When in the throes of full-fledged burnout, you are no longer able to function effectively on a personal or professional level. However, burnout doesn’t happen suddenly. You don’t wake up one morning and all of the sudden ‘have burnout’. Its nature is much more insidious, creeping up on us over time like a slow leak, which makes it much harder to recognise. Still, our bodies and minds do give us warnings, and if you know what to look for, you can recognise it before it’s too late.

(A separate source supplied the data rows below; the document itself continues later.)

//! Forced sleep cycles and cycle history.

use anyhow::{bail, Result};
use chrono::{DateTime, Local};
use colored::Colorize;
use mnemo_core::{CycleStatus, CycleSummary, CycleType, RunOptions, SleepCycleRecord};

use crate::cli::CycleCommand;
use crate::config::Config;
use crate::engine::Engine;

pub async fn execute(cmd: CycleCommand, config: &Config) -> Result<()> {
    let engine = Engine::open(config)?;
    let options = RunOptions { dry_run: cmd.dry_run };
    let summary = engine.scheduler.run_cycle(CycleType::from(cmd.kind), options).await?;

    if cmd.json {
        println!("{}", serde_json::to_string_pretty(&summary)?);
    } else {
        print_summary(&summary);
    }

    if let Some(error) = summary.error {
        bail!("Cycle {} failed: {}", summary.cycle_id, error);
    }
    Ok(())
}

fn print_summary(summary: &CycleSummary) {
    let marker = if summary.succeeded() { "✓".green() } else { "✗".red() };
    let mode = if summary.dry_run { " (dry run)".yellow().to_string() } else { String::new() };
    println!(
        "{} {} cycle #{} finished in {}ms{}",
        marker,
        summary.cycle_type,
        summary.cycle_id,
        summary.duration_ms,
        mode
    );
    println!("  Processed:      {}", summary.counts.observations_processed);
    println!("  Supersessions:  {}", summary.counts.supersessions_detected);
    println!("  Chains:         {}", summary.counts.chains_consolidated);
    println!("  Deprecated:     {}", summary.counts.memories_deprecated);

    let tiers: Vec<String> = summary
        .by_priority_tier
        .iter()
        .filter(|(_, count)| **count > 0)
        .map(|(tier, count)| format!("{}={}", tier.as_str(), count))
        .collect();
    if !tiers.is_empty() {
        println!("  By priority:    {}", tiers.join(", "));
    }
    if summary.memory_tier_updates > 0 {
        println!("  Tier changes:   {}", summary.memory_tier_updates);
    }
    if !summary.recorded {
        println!("  {} History row was not updated with this outcome", "⚠".yellow());
    }
}

pub async fn history(limit: usize, json: bool, config: &Config) -> Result<()> {
    let engine = Engine::open(config)?;
    let records = engine.scheduler.history(limit).await?;

    if json {
        println!("{}", serde_json::to_string_pretty(&records)?);
        return Ok(());
    }

    if records.is_empty() {
        println!("{} No sleep cycles recorded yet", "⚠".yellow());
        return Ok(());
    }

    println!("{}", "Sleep Cycles".cyan().bold());
    println!("{}", "─".repeat(72));
    for record in &records {
        print_record(record);
    }
    Ok(())
}

fn print_record(record: &SleepCycleRecord) {
    let status = match record.status {
        CycleStatus::Completed => record.status.as_str().green(),
        CycleStatus::Failed => record.status.as_str().red(),
        CycleStatus::Running => record.status.as_str().yellow(),
    };
    let duration = record
        .duration_ms
        .map(|ms| format!("{ms}ms"))
        .unwrap_or_else(|| "-".to_string());
    println!(
        "  #{:<5} {:<7} {:<10} {}  {:>8}  processed={} superseded={} chains={} deprecated={}",
        record.id,
        record.cycle_type.as_str(),
        status,
        format_epoch(record.started_at_epoch),
        duration,
        record.observations_processed,
        record.supersessions_detected,
        record.chains_consolidated,
        record.memories_deprecated
    );
    if let Some(error) = &record.error_message {
        println!("         {}", error.red());
    }
}

/// Local time of an epoch-millisecond timestamp.
pub fn format_epoch(epoch_ms: i64) -> String {
    DateTime::from_timestamp_millis(epoch_ms)
        .map(|t| t.with_timezone(&Local).format("%Y-%m-%d %H:%M:%S").to_string())
        .unwrap_or_else(|| epoch_ms.to_string())
}

#[cfg(test)]
mod tests {
    use super::*;

    #[test]
    fn test_format_epoch() {
        assert_eq!(format_epoch(i64::MAX), i64::MAX.to_string());
        assert_eq!(format_epoch(0).len(), "1970-01-01 00:00:00".len());
    }
}
//! Concept Drift Analysis
//!
//! Groups live observations by (project, concept) and flags clusters whose
//! memories look stale or abandoned. Read-only.

use std::collections::BTreeMap;

use serde::{Deserialize, Serialize};
use tracing::debug;

use crate::config::DriftConfig;
use crate::store::RecordStore;
use crate::types::{Observation, ObservationFilter};
use crate::utils::time::{days_ago, now_millis};
use crate::MnemoResult;

/// Why a cluster was flagged
#[derive(Debug, Clone, Copy, PartialEq, Eq, Hash, PartialOrd, Ord, Serialize, Deserialize)]
#[serde(rename_all = "kebab-case")]
pub enum DriftSignal {
    /// Too many stale observations
    HighStale,
    /// Recent activity exists while most old observations were never read
    LikelyOutdated,
    /// Nothing alarming
    Monitor,
}

impl DriftSignal {
    pub fn as_str(&self) -> &'static str {
        match self {
            Self::HighStale => "high-stale",
            Self::LikelyOutdated => "likely-outdated",
            Self::Monitor => "monitor",
        }
    }
}

impl std::fmt::Display for DriftSignal {
    fn fmt(&self, f: &mut std::fmt::Formatter<'_>) -> std::fmt::Result {
        write!(f, "{}", self.as_str())
    }
}

/// Counts for one (project, concept) cluster
#[derive(Debug, Clone, PartialEq, Serialize, Deserialize)]
pub struct ConceptCluster {
    pub project: String,
    pub concept: String,
    pub total: usize,
    pub recent: usize,
    pub old: usize,
    pub unaccessed_old: usize,
    pub stale: usize,
    /// stale / total, 0..=1
    pub stale_ratio: f64,
    pub signal: DriftSignal,
}

impl ConceptCluster {
    pub fn stale_pct(&self) -> f64 {
        self.stale_ratio * 100.0
    }
}

/// Flagged clusters and a one-line summary
#[derive(Debug, Clone, PartialEq, Serialize, Deserialize)]
pub struct DriftReport {
    pub clusters: Vec<ConceptCluster>,
    /// Clusters large enough to be analyzed
    pub analyzed: usize,
    pub summary: String,
}

#[derive(Default)]
struct Tally {
    total: usize,
    recent: usize,
    old: usize,
    unaccessed_old: usize,
    stale: usize,
}

pub struct DriftAnalyzer {
    store: RecordStore,
    config: DriftConfig,
}

impl DriftAnalyzer {
    pub fn new(store: RecordStore, config: DriftConfig) -> Self {
        Self { store, config }
    }

    /// Analyze one project, or every project.
    pub async fn detect(&self, project: Option<&str>) -> MnemoResult<DriftReport> {
        self.detect_at(project, now_millis()).await
    }

    pub async fn detect_at(&self, project: Option<&str>, now_ms: i64) -> MnemoResult<DriftReport> {
        let filter = ObservationFilter {
            project: project.map(str::to_string),
            ..Default::default()
        };
        let observations = self.store.query_observations(&filter).await?;
        let report = analyze(&observations, &self.config, now_ms);
        debug!(
            project = project.unwrap_or("*"),
            observations = observations.len(),
            analyzed = report.analyzed,
            flagged = report.clusters.len(),
            "Drift analysis complete"
        );
        Ok(report)
    }
}

/// Cluster and classify. Deprecated observations are skipped.
pub fn analyze(observations: &[Observation], config: &DriftConfig, now_ms: i64) -> DriftReport {
    let recent_cutoff = days_ago(now_ms, config.recent_window_days);
    let mut tallies: BTreeMap<(String, String), Tally> = BTreeMap::new();

    for observation in observations.iter().filter(|o| !o.deprecated) {
        let mut concepts: Vec<String> = observation
            .concepts
            .iter()
            .map(|c| c.trim().to_lowercase())
            .filter(|c| !c.is_empty())
            .collect();
        concepts.sort();
        concepts.dedup();

        let is_recent = observation.created_at_epoch >= recent_cutoff;
        for concept in concepts {
            let tally = tallies.entry((observation.project.clone(), concept)).or_default();
            tally.total += 1;
            if is_recent {
                tally.recent += 1;
            } else {
                tally.old += 1;
                if observation.access_count == 0 {
                    tally.unaccessed_old += 1;
                }
            }
            if observation.is_stale {
                tally.stale += 1;
            }
        }
    }

    let mut analyzed = 0;
    let mut clusters: Vec<ConceptCluster> = tallies
        .into_iter()
        .filter(|(_, tally)| tally.total >= config.min_cluster_size.max(1))
        .map(|((project, concept), tally)| {
            analyzed += 1;
            let stale_ratio = tally.stale as f64 / tally.total as f64;
            let unaccessed_ratio = if tally.old > 0 {
                tally.unaccessed_old as f64 / tally.old as f64
            } else {
                0.0
            };
            let signal = if stale_ratio > config.high_stale_ratio {
                DriftSignal::HighStale
            } else if tally.recent > 0 && tally.old > 0 && unaccessed_ratio > config.unaccessed_old_ratio {
                DriftSignal::LikelyOutdated
            } else {
                DriftSignal::Monitor
            };
            ConceptCluster {
                project,
                concept,
                total: tally.total,
                recent: tally.recent,
                old: tally.old,
                unaccessed_old: tally.unaccessed_old,
                stale: tally.stale,
                stale_ratio,
                signal,
            }
        })
        .filter(|cluster| cluster.signal != DriftSignal::Monitor)
        .collect();

    clusters.sort_by(|a, b| {
        a.signal
            .cmp(&b.signal)
            .then(b.stale_ratio.total_cmp(&a.stale_ratio))
            .then(b.total.cmp(&a.total))
    });

    let summary = summarize(&clusters, analyzed);
    DriftReport {
        clusters,
        analyzed,
        summary,
    }
}

fn summarize(clusters: &[ConceptCluster], analyzed: usize) -> String {
    if clusters.is_empty() {
        return format!("No concept drift detected across {analyzed} concept clusters.");
    }
    let high_stale = clusters.iter().filter(|c| c.signal == DriftSignal::HighStale).count();
    let outdated = clusters.len() - high_stale;
    format!(
        "Drift detected in {} of {analyzed} concept clusters: {high_stale} high-stale, {outdated} likely-outdated.",
        clusters.len()
    )
}

/// Summary followed by a markdown table of the flagged clusters.
pub fn render_table(report: &DriftReport) -> String {
    let mut text = format!("{}\n", report.summary);
    if report.clusters.is_empty() {
        return text;
    }
    text.push_str("\n| Signal | Project | Concept | Stale% | Total | Recent | Old | Unaccessed |\n");
    text.push_str("|--------|---------|---------|--------|-------|--------|-----|------------|\n");
    for c in &report.clusters {
        text.push_str(&format!(
            "| {} | {} | {} | {:.1}% | {} | {} | {} | {} |\n",
            c.signal,
            c.project,
            c.concept,
            c.stale_pct(),
            c.total,
            c.recent,
            c.old,
            c.unaccessed_old
        ));
    }
    text
}

#[cfg(test)]
mod tests {
    use super::*;
    use crate::store::BatchWrite;
    use crate::types::{ObservationType, ParsedObservation};
    use crate::utils::time::MS_PER_DAY;

    fn note(concepts: &[&str]) -> ParsedObservation {
        ParsedObservation::new(ObservationType::Discovery, "note").with_concepts(concepts.iter().copied())
    }

    async fn write(store: &RecordStore, concepts: &[&str], at: i64) -> i64 {
        store
            .store_batch(BatchWrite::new("s1", "alpha").observation(note(concepts)).at(at))
            .await
            .unwrap()
            .observation_ids[0]
    }

    #[tokio::test]
    async fn test_flags_high_stale_and_likely_outdated() {
        let store = RecordStore::open_in_memory().unwrap();
        store.create_or_fetch_session("s1", "alpha", None).await.unwrap();
        let now = now_millis();

        // auth: 1 of 2 stale
        let stale = write(&store, &["auth"], now - MS_PER_DAY).await;
        let fresh = write(&store, &["auth"], now).await;
        store.mark_stale(stale, fresh).await.unwrap();

        // cache: two old and never read, one recent
        write(&store, &["cache"], now - 90 * MS_PER_DAY).await;
        write(&store, &["cache"], now - 60 * MS_PER_DAY).await;
        write(&store, &["cache"], now).await;

        // logging: old but read
        let read = write(&store, &["logging"], now - 90 * MS_PER_DAY).await;
        write(&store, &["logging"], now).await;
        store.record_access(&[read]).await.unwrap();

        // singleton concept is ignored
        write(&store, &["solo"], now - 90 * MS_PER_DAY).await;

        let analyzer = DriftAnalyzer::new(store, DriftConfig::default());
        let report = analyzer.detect_at(Some("alpha"), now).await.unwrap();

        assert_eq!(report.analyzed, 3);
        assert_eq!(report.clusters.len(), 2);
        assert_eq!(report.clusters[0].concept, "auth");
        assert_eq!(report.clusters[0].signal, DriftSignal::HighStale);
        assert_eq!(report.clusters[1].concept, "cache");
        assert_eq!(report.clusters[1].signal, DriftSignal::LikelyOutdated);
        assert_eq!((report.clusters[1].recent, report.clusters[1].old), (1, 2));
        assert_eq!(report.clusters[1].unaccessed_old, 2);
        assert!(report.summary.contains("1 high-stale, 1 likely-outdated"));

        let table = render_table(&report);
        assert!(table.contains("| high-stale | alpha | auth | 50.0% | 2 | 2 | 0 | 0 |"));
        assert!(table.contains("| likely-outdated | alpha | cache | 0.0% | 3 | 1 | 2 | 2 |"));
    }

    #[tokio::test]
    async fn test_deprecated_observations_are_excluded() {
        let store = RecordStore::open_in_memory().unwrap();
        store.create_or_fetch_session("s1", "alpha", None).await.unwrap();
        let now = now_millis();
        let old = write(&store, &["db"], now - 90 * MS_PER_DAY).await;
        let new = write(&store, &["db"], now).await;
        store.apply_supersession(old, new).await.unwrap();
        store.deprecate_superseded("alpha", i64::MAX, "test", false).await.unwrap();

        let report = DriftAnalyzer::new(store, DriftConfig::default()).detect(None).await.unwrap();
        assert_eq!(report.analyzed, 0);
        assert!(report.clusters.is_empty());
        assert_eq!(render_table(&report), "No concept drift detected across 0 concept clusters.\n");
    }

    #[test]
    fn test_concepts_are_normalized_per_observation() {
        let now = 100 * MS_PER_DAY;
        let make = |id: i64, concepts: Vec<String>| Observation {
            id,
            memory_session_id: "m".into(),
            project: "alpha".into(),
            obs_type: ObservationType::Change,
            title: None,
            subtitle: None,
            narrative: None,
            facts: vec![],
            concepts,
            files_read: vec![],
            files_modified: vec![],
            prompt_number: None,
            discovery_tokens: 0,
            created_at: String::new(),
            created_at_epoch: now,
            superseded_by: None,
            superseded_at: None,
            deprecated: false,
            deprecated_at: None,
            deprecation_reason: None,
            is_stale: true,
            access_count: 0,
            last_accessed_at: None,
            reference_count: 0,
            memory_tier: Default::default(),
            importance: 5,
        };
        let observations = vec![
            make(1, vec!["API".into(), " api ".into()]),
            make(2, vec!["api".into()]),
        ];
        let report = analyze(&observations, &DriftConfig::default(), now);
        assert_eq!(report.clusters.len(), 1);
        assert_eq!(report.clusters[0].concept, "api");
        assert_eq!(report.clusters[0].total, 2);
    }
}
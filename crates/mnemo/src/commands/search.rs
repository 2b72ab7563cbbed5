//! Hybrid memory search.

use anyhow::{bail, Result};
use colored::Colorize;
use mnemo_core::{Observation, ObservationType, SearchQuery, SearchResponse};

use super::cycle::format_epoch;
use crate::cli::SearchCommand;
use crate::config::Config;
use crate::engine::Engine;

pub async fn execute(cmd: SearchCommand, config: &Config) -> Result<()> {
    let query = build_query(&cmd)?;
    let engine = Engine::open(config)?;
    let response = engine.retrieval.search(&query).await?;

    if cmd.json {
        println!("{}", serde_json::to_string_pretty(&response)?);
        return Ok(());
    }

    print_response(&response);
    Ok(())
}

fn build_query(cmd: &SearchCommand) -> Result<SearchQuery> {
    let types = parse_types(&cmd.types)?;
    Ok(SearchQuery {
        text: cmd.query.clone(),
        project: cmd.project.clone(),
        types,
        concept: cmd.concept.clone(),
        file: cmd.file.clone(),
        limit: cmd.limit,
        ..Default::default()
    })
}

fn parse_types(raw: &[String]) -> Result<Vec<ObservationType>> {
    raw.iter()
        .map(|s| s.trim().to_lowercase())
        .filter(|s| !s.is_empty())
        .map(|s| match ObservationType::from_str(&s) {
            Some(t) => Ok(t),
            None => bail!("Invalid observation type: {}", s),
        })
        .collect()
}

fn print_response(response: &SearchResponse) {
    if response.fell_back {
        println!(
            "{} Search backends unavailable, results from {}",
            "⚠".yellow(),
            response.strategy
        );
    }

    if response.is_empty() {
        println!("{} No memories found", "⚠".yellow());
        return;
    }

    println!(
        "{} {} observations, {} summaries, {} prompts via {}",
        "✓".green(),
        response.observations.len(),
        response.sessions.len(),
        response.prompts.len(),
        response.strategy.cyan()
    );
    println!();

    for observation in &response.observations {
        print_observation(observation);
    }

    if !response.sessions.is_empty() {
        println!("{}", "Session Summaries".cyan().bold());
        for summary in &response.sessions {
            let request = summary.request.as_deref().unwrap_or("(no request)");
            println!("  [S{}] {} {}", summary.id, request, format_epoch(summary.created_at_epoch).dimmed());
            if let Some(learned) = &summary.learned {
                println!("        {}", learned.dimmed());
            }
        }
        println!();
    }

    if !response.prompts.is_empty() {
        println!("{}", "Prompts".cyan().bold());
        for prompt in &response.prompts {
            println!("  [P{}] #{} {}", prompt.id, prompt.prompt_number, prompt.prompt_text);
        }
        println!();
    }
}

fn print_observation(observation: &Observation) {
    let title = observation.title.as_deref().unwrap_or("(untitled)");
    let mut line = format!(
        "  [{}] {} {} {}",
        observation.id,
        format!("({})", observation.obs_type.as_str()).cyan(),
        title.bold(),
        observation.project.dimmed()
    );
    if observation.is_stale {
        line.push_str(&format!(" {}", "stale".red()));
    }
    if observation.superseded_by.is_some() {
        line.push_str(&format!(" {}", "superseded".yellow()));
    }
    println!("{line}");

    if let Some(subtitle) = &observation.subtitle {
        println!("        {}", subtitle);
    }
    if !observation.concepts.is_empty() {
        println!("        concepts: {}", observation.concepts.join(", ").dimmed());
    }
    println!(
        "        {} · tier {} · importance {}",
        format_epoch(observation.created_at_epoch).dimmed(),
        observation.memory_tier.as_str(),
        observation.importance
    );
}

#[cfg(test)]
mod tests {
    use super::*;

    fn command(types: &[&str]) -> SearchCommand {
        SearchCommand {
            query: Some("token refresh".into()),
            project: Some("alpha".into()),
            types: types.iter().map(|s| s.to_string()).collect(),
            concept: None,
            file: None,
            limit: Some(5),
            json: false,
        }
    }

    #[test]
    fn test_build_query() {
        let query = build_query(&command(&["Bugfix", " decision "])).unwrap();
        assert_eq!(query.query_text(), Some("token refresh"));
        assert_eq!(query.project.as_deref(), Some("alpha"));
        assert_eq!(query.types, vec![ObservationType::Bugfix, ObservationType::Decision]);
        assert_eq!(query.effective_limit(), 5);
    }

    #[test]
    fn test_unknown_type_is_rejected() {
        assert!(build_query(&command(&["bogus"])).is_err());
    }
}
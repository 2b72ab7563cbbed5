//! Consolidation daemon.

use anyhow::Result;
use colored::Colorize;
use tracing::info;

use crate::config::Config;
use crate::engine::Engine;

pub async fn execute(config: &Config) -> Result<()> {
    info!("mnemo v{}", env!("CARGO_PKG_VERSION"));

    let engine = Engine::open(config)?;
    let scheduler = engine.scheduler;
    let idle = config.engine.idle.clone();

    scheduler.start().await;
    println!(
        "{} Scheduler running on {} (light after {}s, deep after {}s idle)",
        "✓".green(),
        config.database_path().display(),
        idle.light_sleep_after_ms / 1000,
        idle.deep_sleep_after_ms / 1000
    );
    if !idle.enabled {
        println!("{} Idle detection disabled; only forced cycles will run", "⚠".yellow());
    }

    // Keep running
    tokio::signal::ctrl_c().await?;
    info!("Shutting down...");
    scheduler.stop().await;

    Ok(())
}
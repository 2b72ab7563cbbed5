//! Engine Utilities
//!
//! Common helpers shared across the engine modules.

pub mod time;

pub use time::{days_since, format_datetime, now_millis, now_utc, parse_datetime};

Avoiding and overcoming burnout

In her article, ‘Overcoming burnout. 10 steps to reignite your flame and burn brightly once more’ (Psychology Today 2011) Bourg Carter tell us: “If you’ve become a victim of burnout, here are a few steps you can take:
• Make a list of all the situations that cause you to feel stressed, anxious, worried, frustrated, and helpless. Don’t rush through it. In fact, you should consider it a work in progress, adding to it as things enter your mind
• Next to each item on the list, write down at least one way to modify that situation to reduce its stress, and then begin implementing them in your routine. Burnout doesn’t happen overnight, so it’s unrealistic to expect it to go away overnight. Consistent implementation of positive changes in your routine is the best way to see improvement
• Just say No. While you’re ‘recovering’, avoid taking on any new commitments or responsibilities. I know you have to live in the real world and there will be some things that you just can’t get out of doing
• Delegate as many things as possible, even if the person you’re delegating to may not do them as quickly or as well as you would
• Take breaks between big projects. Burnout puts your mind and body in a weakened state, so avoid jumping from one stressful, time-consuming project to the next in order to give your mind and body a chance to recover
• Control your devices. Gadgets, such as iPads, computers, and smartphones, can consume large amounts of your time and energy. Turn them off as much as possible
• Socialise outside your professional group. This can provide fresh perspectives, stimulate new ideas, and help you discover previously undiscovered resources
• Resist the urge to take work home
• Consider a support group. It can be a professional organisation that provides support or mentoring, or a group of casual friends getting together to vent and share ideas. Whichever you choose, a support group serves two purposes:
– Sharing feelings often reduces stress
– Getting together with others reduces isolation, a common consequence of burnout.